Paris vu par le cinéma

"Un américain à Paris" de Vincente Minnelli
États-Unis, 1951, 1h53, couleur, avec Gene Kelly, Leslie Caron, Oscar Levant...
"Un Américain à Paris" de George Gershwin, (extrait).
Synopsis
Installé à Paris, Jerry Mulligan, peintre américain, peine à vivre de son art. En voyant ses toiles exposées dans la rue, une milliardaire tombe amoureuse de lui et décide d'être son mécène. C'est alors qu'il rencontre Lisa, une jeune Française dont il s'éprend, sans savoir que celle-ci est déjà fiancée à Henri Baurel, l'un de ses amis ...




Analyse d'un extrait vidéo
Le bal final tant attendu est une déception autant pour le spectateur que pour Jerry Mulligan qui découvre que celle qu'il aime est en réalité promise à son ami musicien. Il se perd alors dans une rêverie mélancolique...
Le ballet final d'un Américain à Paris est sans doute la scène la plus marquante du film. Elle résume l'intrigue amoureuse entre Leslie Caron et Gene Kelly sur la musique dansante de Gershwin. Minnelli a été forcé de filmer ce qui fut un des plus longs ballets jamais tournés (18 minutes) dans les studios de la MGM en Californie, faute d'autorisation nécessaire. Loin d'embarrasser l'ancien peintre et décorateur, il intègre ainsi des références aux peintres qui ont représenté Paris: Dufy, Toulouse-Lautrec, Utrillo ou encore Van Gogh. Les décors factices assumés, le travail de la lumière et des couleurs rappelant celui des Fauves et Impressionnistes. Les tableaux prennent vie et deviennent décor de la danse de séduction.
Paris, capitale des arts
Vincente Minnelli signe ici une comédie musicale, genre auquel il excellera tout au long de sa carrière en alliant un casting de premier choix: Gene Kelly, à l'écran dans le rôle de Jerry Mulligan, mais aussi derrière la caméra comme réalisateur des scènes de ballet et Leslie Caron qui fait ses premiers pas au cinéma à tout juste 20 ans. S'ajoute la musique de Gershwin qui rythme le scénario et tous les ingrédients du succès sont réunis dans ce film qui recevra 6 Oscars en 1952.

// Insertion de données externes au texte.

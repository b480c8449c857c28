//! Module path resolution
//!
//! Resolution is a pure function of `(reference, base_dir)`: callers name
//! the directory relative references are resolved against.

use hotmod_kernel::{HotImportError, HotImportResult};
use std::path::{Component, Path, PathBuf};
use tracing::debug;

/// Turns module references into canonical absolute paths
#[derive(Debug, Clone, Default)]
pub struct PathResolver {
    /// Extensions tried for references without one
    extensions: Vec<String>,
}

impl PathResolver {
    pub fn new(extensions: Vec<String>) -> Self {
        Self { extensions }
    }

    pub fn extensions(&self) -> &[String] {
        &self.extensions
    }

    /// Resolve `reference` against `base_dir`.
    ///
    /// Absolute references ignore `base_dir`. Relative references need an
    /// absolute `base_dir`. The result is lexically normalised.
    pub fn resolve(&self, reference: &Path, base_dir: Option<&Path>) -> HotImportResult<PathBuf> {
        if reference.as_os_str().is_empty() {
            return Err(HotImportError::PathResolution {
                reference: reference.to_path_buf(),
                reason: "empty reference".to_string(),
            });
        }

        if reference.is_absolute() {
            return Ok(normalize(reference));
        }

        let base = base_dir.ok_or_else(|| HotImportError::PathResolution {
            reference: reference.to_path_buf(),
            reason: "no base directory for a relative reference".to_string(),
        })?;

        if !base.is_absolute() {
            return Err(HotImportError::PathResolution {
                reference: reference.to_path_buf(),
                reason: format!("base directory {} is not absolute", base.display()),
            });
        }

        let resolved = normalize(&base.join(reference));
        debug!("Resolved {:?} against {:?} -> {:?}", reference, base, resolved);
        Ok(resolved)
    }

    /// Resolve, then try the configured extensions when the path does not
    /// exist and carries no extension (`./answer` -> `/base/answer.rhai`).
    pub fn resolve_module(
        &self,
        reference: &Path,
        base_dir: Option<&Path>,
    ) -> HotImportResult<PathBuf> {
        let resolved = self.resolve(reference, base_dir)?;
        if resolved.exists() || resolved.extension().is_some() {
            return Ok(resolved);
        }

        for ext in &self.extensions {
            let candidate = resolved.with_extension(ext);
            if candidate.is_file() {
                return Ok(candidate);
            }
        }
        Ok(resolved)
    }
}

/// Lexically remove `.` and `..` components.
pub fn normalize(path: &Path) -> PathBuf {
    let mut out = PathBuf::new();
    for component in path.components() {
        match component {
            Component::CurDir => {}
            Component::ParentDir => {
                // never climb above the root
                if !matches!(
                    out.components().next_back(),
                    None | Some(Component::RootDir) | Some(Component::Prefix(_))
                ) {
                    out.pop();
                }
            }
            other => out.push(other.as_os_str()),
        }
    }
    out
}
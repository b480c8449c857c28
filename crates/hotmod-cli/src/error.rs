use hotmod_kernel::HotImportError;
use std::path::PathBuf;

#[derive(thiserror::Error, Debug)]
pub enum CliError {
    #[error("Configuration error: {0}")]
    ConfigError(String),

    #[error("{} has {count} error(s)", .path.display())]
    CheckFailed { path: PathBuf, count: usize },

    #[error(transparent)]
    Import(#[from] HotImportError),

    #[error("I/O error: {0}")]
    Io(#[from] std::io::Error),
}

Une image de Paris fondée sur les fantasmes du réalisateur est façonnée dans le film. D'abord, la vie de bohème que mènent les personnages dans un Paris village, de carte postale. Jerry Mulligan qui fait des claquettes avec les enfants du quartier qui réclament à grand cri du "bubblegum", les rencontres des deux artistes au café du coin, la déclaration d'amour sur les quais de Seine, symbole du romantisme parisien, tous ses éléments participent à la création d'un Paris imaginaire, poétisé. Néanmoins, cette vision idéalisée de la ville n'exclut pas une certaine mélancolie qui plane sur les nombreuses réalisations de Minnelli. Les rêveries de l'artiste, dont il ne semble pas pouvoir se sortir, sont en fait des illusions qui masquent son impuissance face à la réalité de sa situation: un avenir incertain dû à sa condition d'artiste indépendant, une idylle impossible. Le rêve demeure alors la seule évasion possible.
Le cinéma, la peinture, la danse et la musique se mêlent, autant dans la réalisation du film (voir analyse) qu'au niveau de l'intrigue. Jerry Mulligan, archétype du peintre bohème et mélancolique trouve refuge dans la Paris, ville des artistes, propice à la création. Accompagné de son ami Henri Baurel, pianiste, il s'éprend de la jeune danseuse Louise Bouvier. Chaque personnage représente une forme d'art. Ce film constitue donc un véritable hommage à l'art français dans tous ses domaines d'expression.
Minnelli construit donc une image de Paris fidèle aux clichés distillés par l'industrie du cinéma hollywoodien sans pour autant abandonner toute profondeur puisqu'il use de toutes les formes d'art caractéristiques de la capitale pour la transposer en cadre onirique et rêvé pour l'histoire d'amour riche en rebondissements de Louise Bouvier et Jerry Mulligan.